The short-term unemployment rate is a much stronger predictor of inflation and real wage growth than the overall unemployment rate in the U.S. Even in good times, the long-term unemployed are on the margins of the labor market, with diminished job prospects and high labor force withdrawal rates, and as a result they exert little pressure on wage growth or inflation.
Consistent with my earlier views, this work is suggesting that many of the long-term unemployed are/have become an economically segmented group. This is noteworthy too, as it implies the problem is not merely initial discrimination:
…even after finding another job, reemployment does not fully reset the clock for the long-term unemployed, who are frequently jobless again soon after they gain reemployment: only 11 percent of those who were long-term unemployed in a given month returned to steady, full-time employment a year later.

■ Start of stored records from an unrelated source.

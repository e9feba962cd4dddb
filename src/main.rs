//! IP lookup proxy.
//!
//! # Architecture Overview
//!
//! ```text
//!                      ┌──────────────────────────────────────────────────────┐
//!                      │                  IP LOOKUP PROXY                     │
//!                      │                                                      │
//!   GET /api/query     │  ┌──────────┐   ┌────────────┐   ┌───────────────┐   │
//!   ───────────────────┼─▶│  http    │──▶│ authorizer │──▶│ TTL-LRU cache │───┼──▶ HIT
//!                      │  │  server  │   └────────────┘   └───────┬───────┘   │
//!                      │  └──────────┘                        miss │           │
//!                      │                                          ▼           │
//!                      │                 ┌────────────┐   ┌───────────────┐   │
//!   ◀──────────────────┼─────────────────│   store    │◀──│ rate limiter  │   │
//!   document + headers │                 │ (ret==200) │   └───────┬───────┘   │
//!                      │                 └─────▲──────┘           ▼           │
//!                      │                       │          ┌───────────────┐   │
//!                      │                       └──────────│   upstream    │◀──┼──▶ geolocation API
//!                      │                                  └───────────────┘   │
//!                      │  ┌────────────────────────────────────────────────┐  │
//!                      │  │ reaper (periodic sweep) · config · observability│  │
//!                      │  └────────────────────────────────────────────────┘  │
//!                      └──────────────────────────────────────────────────────┘
//! ```

use std::path::PathBuf;

use tokio::net::TcpListener;

use ip_lookup_proxy::config::{self, ConfigSource};
use ip_lookup_proxy::http::HttpServer;
use ip_lookup_proxy::lifecycle::{signals, Shutdown};
use ip_lookup_proxy::observability::{logging, metrics};

/// Environment variable naming the config file when no argument is given.
const CONFIG_ENV: &str = "IPLOOKUP_CONFIG";

fn config_path() -> PathBuf {
    std::env::args_os()
        .nth(1)
        .map(PathBuf::from)
        .or_else(|| std::env::var_os(CONFIG_ENV).map(PathBuf::from))
        .unwrap_or_else(|| PathBuf::from("config.toml"))
}

#[tokio::main]
async fn main() -> Result<(), Box<dyn std::error::Error>> {
    let path = config_path();
    let (config, source) = config::load_or_default(&path)?;

    logging::init(&config.observability.log_level);
    tracing::info!(version = env!("CARGO_PKG_VERSION"), "ip-lookup-proxy starting");
    if source == ConfigSource::Defaults {
        tracing::warn!(path = %path.display(), "Config file not found, using defaults");
    }

    if config.upstream.app_code.is_empty() {
        tracing::warn!("No APPCODE configured, upstream lookups will be rejected");
    }

    tracing::info!(
        path = %path.display(),
        bind_address = %config.listener.bind_address,
        upstream = %config.upstream.host,
        cache_max_size = config.cache.max_size,
        cache_ttl_secs = config.cache.ttl_secs,
        per_minute = config.rate_limit.per_minute,
        per_hour = config.rate_limit.per_hour,
        "Configuration loaded"
    );

    if config.observability.metrics_enabled {
        // Validation has already checked the address.
        if let Ok(addr) = config.observability.metrics_address.parse() {
            metrics::init_metrics(addr);
        }
    }

    let listener = TcpListener::bind(&config.listener.bind_address).await?;
    tracing::info!(address = %listener.local_addr()?, "Listening for connections");

    let shutdown = Shutdown::new();
    let server = HttpServer::new(config)?;
    let server_shutdown = shutdown.subscribe();

    let signal_shutdown = shutdown.clone();
    tokio::spawn(async move {
        signals::shutdown_signal().await;
        signal_shutdown.trigger();
    });

    server.run(listener, server_shutdown).await?;

    tracing::info!("Shutdown complete");
    Ok(())
}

I would consider that evidence for a notion of zero marginal product workers. Furthermore, in my view (I am not speaking for the authors here), right now further inflation is as likely to harm as to help these individuals. To ask whether the Fed “should give up” on the long-term unemployed is a biased framing which is more likely to mislead us than anything else.
There is a good piece up at 538:
Krueger and his coauthors, Princeton economists Judd Cramer and David Cho, find evidence that the long-term unemployed aren’t getting jobs even in parts of the country where the job market is comparatively healthy, suggesting that a stronger economic rebound won’t be enough to put them back to work.